----- SUPPLIED INFORMATION

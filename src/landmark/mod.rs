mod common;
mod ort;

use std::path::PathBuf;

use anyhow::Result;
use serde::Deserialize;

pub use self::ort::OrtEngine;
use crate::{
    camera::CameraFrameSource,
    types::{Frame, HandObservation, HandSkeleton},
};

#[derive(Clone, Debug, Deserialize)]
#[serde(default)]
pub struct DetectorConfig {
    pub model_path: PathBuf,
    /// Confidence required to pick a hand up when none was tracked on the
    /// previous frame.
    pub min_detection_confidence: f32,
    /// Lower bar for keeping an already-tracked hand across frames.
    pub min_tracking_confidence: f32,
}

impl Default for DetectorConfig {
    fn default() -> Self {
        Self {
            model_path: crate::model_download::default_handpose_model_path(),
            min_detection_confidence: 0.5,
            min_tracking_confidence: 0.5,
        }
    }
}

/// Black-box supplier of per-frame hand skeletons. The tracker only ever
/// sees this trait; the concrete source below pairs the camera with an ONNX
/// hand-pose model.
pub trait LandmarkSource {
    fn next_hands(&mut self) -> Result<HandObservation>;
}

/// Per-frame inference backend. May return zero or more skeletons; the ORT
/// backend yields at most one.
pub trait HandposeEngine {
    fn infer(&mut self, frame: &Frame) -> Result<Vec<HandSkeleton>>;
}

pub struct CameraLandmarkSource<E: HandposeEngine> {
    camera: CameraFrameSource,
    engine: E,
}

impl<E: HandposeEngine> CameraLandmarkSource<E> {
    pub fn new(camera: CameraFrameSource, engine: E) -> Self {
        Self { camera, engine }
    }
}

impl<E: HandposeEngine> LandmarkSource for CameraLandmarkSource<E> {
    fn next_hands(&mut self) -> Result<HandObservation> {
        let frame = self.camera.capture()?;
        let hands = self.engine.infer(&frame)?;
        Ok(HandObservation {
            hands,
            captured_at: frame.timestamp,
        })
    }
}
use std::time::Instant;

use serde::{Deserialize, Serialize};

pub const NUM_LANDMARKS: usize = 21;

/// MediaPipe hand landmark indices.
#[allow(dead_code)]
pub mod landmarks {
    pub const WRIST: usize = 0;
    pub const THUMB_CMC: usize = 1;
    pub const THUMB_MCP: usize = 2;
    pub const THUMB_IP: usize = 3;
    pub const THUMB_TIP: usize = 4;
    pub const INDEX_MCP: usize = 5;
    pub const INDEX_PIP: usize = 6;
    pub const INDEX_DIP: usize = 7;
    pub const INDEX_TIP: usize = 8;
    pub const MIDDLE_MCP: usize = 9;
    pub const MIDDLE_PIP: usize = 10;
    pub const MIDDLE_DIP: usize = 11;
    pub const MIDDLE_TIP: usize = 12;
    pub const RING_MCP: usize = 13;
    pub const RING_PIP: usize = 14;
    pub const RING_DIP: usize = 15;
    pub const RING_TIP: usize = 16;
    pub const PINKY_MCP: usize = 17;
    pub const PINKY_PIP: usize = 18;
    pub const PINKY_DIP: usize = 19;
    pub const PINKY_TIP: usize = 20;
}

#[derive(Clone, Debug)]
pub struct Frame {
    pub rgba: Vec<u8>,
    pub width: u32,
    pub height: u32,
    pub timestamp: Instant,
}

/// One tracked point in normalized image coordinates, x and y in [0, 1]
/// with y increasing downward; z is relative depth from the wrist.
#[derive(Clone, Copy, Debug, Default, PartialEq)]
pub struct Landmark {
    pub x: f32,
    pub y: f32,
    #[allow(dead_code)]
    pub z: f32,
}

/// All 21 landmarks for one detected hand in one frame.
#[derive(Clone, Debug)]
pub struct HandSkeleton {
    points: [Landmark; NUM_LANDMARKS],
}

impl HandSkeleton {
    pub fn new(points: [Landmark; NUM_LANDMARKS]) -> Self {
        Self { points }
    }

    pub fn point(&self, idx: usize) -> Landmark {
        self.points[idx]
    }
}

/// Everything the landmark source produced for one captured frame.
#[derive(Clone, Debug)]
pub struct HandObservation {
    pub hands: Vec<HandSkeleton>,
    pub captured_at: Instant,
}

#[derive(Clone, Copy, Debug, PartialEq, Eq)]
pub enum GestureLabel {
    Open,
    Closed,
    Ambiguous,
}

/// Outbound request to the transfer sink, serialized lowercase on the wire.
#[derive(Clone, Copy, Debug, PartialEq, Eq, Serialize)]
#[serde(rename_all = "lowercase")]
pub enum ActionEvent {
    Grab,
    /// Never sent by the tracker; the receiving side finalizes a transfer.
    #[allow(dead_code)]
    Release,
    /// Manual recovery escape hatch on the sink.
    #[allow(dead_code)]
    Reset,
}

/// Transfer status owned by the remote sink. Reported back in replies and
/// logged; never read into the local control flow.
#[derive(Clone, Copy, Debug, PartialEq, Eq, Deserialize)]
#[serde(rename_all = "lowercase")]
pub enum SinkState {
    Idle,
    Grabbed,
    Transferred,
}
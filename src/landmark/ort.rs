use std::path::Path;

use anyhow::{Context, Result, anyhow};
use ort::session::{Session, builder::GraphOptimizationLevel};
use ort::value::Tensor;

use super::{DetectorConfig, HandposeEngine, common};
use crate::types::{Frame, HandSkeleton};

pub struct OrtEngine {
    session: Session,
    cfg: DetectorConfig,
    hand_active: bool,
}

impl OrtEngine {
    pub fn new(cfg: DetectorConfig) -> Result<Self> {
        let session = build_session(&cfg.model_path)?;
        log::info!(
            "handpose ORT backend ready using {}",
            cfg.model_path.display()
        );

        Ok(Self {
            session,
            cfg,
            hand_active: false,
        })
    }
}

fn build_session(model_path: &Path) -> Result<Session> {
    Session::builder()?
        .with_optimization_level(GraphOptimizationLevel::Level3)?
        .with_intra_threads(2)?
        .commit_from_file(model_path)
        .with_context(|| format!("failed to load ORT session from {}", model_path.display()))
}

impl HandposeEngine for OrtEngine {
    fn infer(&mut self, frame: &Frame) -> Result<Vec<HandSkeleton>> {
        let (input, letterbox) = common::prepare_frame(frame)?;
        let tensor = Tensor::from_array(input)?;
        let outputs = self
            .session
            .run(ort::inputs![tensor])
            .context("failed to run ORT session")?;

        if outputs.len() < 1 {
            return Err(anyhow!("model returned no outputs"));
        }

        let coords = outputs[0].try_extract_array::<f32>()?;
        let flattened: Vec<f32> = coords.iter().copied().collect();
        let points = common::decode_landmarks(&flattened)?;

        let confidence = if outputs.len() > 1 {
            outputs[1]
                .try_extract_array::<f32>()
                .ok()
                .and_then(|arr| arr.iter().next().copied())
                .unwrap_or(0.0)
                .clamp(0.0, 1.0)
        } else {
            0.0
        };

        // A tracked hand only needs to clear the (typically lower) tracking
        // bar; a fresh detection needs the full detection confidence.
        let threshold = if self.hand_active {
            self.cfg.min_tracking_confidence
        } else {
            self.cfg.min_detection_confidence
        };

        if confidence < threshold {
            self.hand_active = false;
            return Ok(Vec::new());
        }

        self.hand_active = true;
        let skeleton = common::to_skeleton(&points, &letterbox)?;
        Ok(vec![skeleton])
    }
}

----------

→ DIRECTIONS FOR THIS TASK: Above are the records. Copy every line in them holding "serde".

→ ANSWER BOX:
use serde::Deserialize;
#[serde(default)]
use serde::{Deserialize, Serialize};
#[serde(rename_all = "lowercase")]
#[serde(rename_all = "lowercase")]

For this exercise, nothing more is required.